REQUIREMENT: Some lines below hold "fetched". Pick them out and copy them.

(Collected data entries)
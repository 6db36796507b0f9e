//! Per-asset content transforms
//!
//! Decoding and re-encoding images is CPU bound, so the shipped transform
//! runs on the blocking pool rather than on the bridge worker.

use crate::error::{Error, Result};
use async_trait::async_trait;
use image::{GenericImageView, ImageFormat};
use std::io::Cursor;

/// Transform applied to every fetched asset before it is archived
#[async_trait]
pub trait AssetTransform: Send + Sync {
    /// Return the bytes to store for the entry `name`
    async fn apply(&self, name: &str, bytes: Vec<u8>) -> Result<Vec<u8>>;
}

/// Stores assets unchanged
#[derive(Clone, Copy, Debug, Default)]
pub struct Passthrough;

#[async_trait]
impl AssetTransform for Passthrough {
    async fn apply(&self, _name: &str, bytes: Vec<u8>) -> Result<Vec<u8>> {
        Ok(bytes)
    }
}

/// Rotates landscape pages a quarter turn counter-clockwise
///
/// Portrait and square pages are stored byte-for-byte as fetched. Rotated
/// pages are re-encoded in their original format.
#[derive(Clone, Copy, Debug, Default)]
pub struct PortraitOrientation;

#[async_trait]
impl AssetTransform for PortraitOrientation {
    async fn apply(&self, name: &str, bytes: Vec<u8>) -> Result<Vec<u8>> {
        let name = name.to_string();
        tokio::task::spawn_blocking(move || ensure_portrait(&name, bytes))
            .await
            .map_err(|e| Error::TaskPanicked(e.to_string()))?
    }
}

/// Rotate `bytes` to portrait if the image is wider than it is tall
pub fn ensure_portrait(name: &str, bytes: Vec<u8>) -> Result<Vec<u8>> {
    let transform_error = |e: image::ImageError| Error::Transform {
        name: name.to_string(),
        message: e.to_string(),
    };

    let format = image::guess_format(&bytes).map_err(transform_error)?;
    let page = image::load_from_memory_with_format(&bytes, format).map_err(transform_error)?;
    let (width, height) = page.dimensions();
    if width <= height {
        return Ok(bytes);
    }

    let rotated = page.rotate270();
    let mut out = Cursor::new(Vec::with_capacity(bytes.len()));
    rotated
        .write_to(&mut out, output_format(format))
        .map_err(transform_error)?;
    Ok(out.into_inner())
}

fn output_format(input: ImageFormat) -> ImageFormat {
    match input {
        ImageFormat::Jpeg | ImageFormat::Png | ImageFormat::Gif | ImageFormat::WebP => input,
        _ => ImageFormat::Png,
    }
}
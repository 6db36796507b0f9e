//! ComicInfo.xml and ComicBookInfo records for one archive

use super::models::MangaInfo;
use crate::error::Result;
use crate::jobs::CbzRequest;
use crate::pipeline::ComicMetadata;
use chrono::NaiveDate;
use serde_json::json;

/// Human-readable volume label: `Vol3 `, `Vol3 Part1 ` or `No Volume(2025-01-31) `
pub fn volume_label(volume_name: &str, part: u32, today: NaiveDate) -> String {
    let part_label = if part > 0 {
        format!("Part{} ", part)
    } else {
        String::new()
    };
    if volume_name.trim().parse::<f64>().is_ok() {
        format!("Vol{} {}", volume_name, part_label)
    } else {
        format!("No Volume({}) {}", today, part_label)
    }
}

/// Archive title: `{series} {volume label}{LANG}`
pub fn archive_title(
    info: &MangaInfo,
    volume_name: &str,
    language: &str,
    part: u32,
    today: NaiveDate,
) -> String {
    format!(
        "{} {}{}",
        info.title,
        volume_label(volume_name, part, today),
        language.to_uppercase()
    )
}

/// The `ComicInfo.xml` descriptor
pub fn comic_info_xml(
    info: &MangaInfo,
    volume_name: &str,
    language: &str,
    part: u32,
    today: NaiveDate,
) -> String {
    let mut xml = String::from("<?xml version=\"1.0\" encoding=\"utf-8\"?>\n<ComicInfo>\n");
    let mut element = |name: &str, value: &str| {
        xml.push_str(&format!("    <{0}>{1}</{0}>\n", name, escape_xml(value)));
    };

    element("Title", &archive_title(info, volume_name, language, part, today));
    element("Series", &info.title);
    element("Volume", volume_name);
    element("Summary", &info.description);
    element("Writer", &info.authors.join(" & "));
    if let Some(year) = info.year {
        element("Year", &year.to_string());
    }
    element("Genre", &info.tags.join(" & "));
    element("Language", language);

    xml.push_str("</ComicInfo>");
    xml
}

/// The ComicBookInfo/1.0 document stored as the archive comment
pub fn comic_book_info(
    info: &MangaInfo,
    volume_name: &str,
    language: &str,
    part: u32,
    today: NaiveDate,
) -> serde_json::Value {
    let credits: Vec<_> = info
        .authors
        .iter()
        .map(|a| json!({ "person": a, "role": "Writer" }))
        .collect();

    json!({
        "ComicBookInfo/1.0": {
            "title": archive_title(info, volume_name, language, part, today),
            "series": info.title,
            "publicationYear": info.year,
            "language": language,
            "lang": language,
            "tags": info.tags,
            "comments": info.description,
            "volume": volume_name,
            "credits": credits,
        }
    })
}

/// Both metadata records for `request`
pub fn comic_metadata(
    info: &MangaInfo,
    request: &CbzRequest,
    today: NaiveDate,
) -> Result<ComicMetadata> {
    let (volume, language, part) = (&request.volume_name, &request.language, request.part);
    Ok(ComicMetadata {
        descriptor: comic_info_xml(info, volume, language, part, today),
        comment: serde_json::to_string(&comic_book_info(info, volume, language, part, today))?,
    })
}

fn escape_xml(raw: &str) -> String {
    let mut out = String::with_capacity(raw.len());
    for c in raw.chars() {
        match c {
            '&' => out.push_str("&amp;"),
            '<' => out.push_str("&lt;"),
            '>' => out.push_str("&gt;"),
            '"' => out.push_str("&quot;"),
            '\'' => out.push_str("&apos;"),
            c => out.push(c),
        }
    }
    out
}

ANSWER SPACE:
/// Transform applied to every fetched asset before it is archived
/// Portrait and square pages are stored byte-for-byte as fetched. Rotated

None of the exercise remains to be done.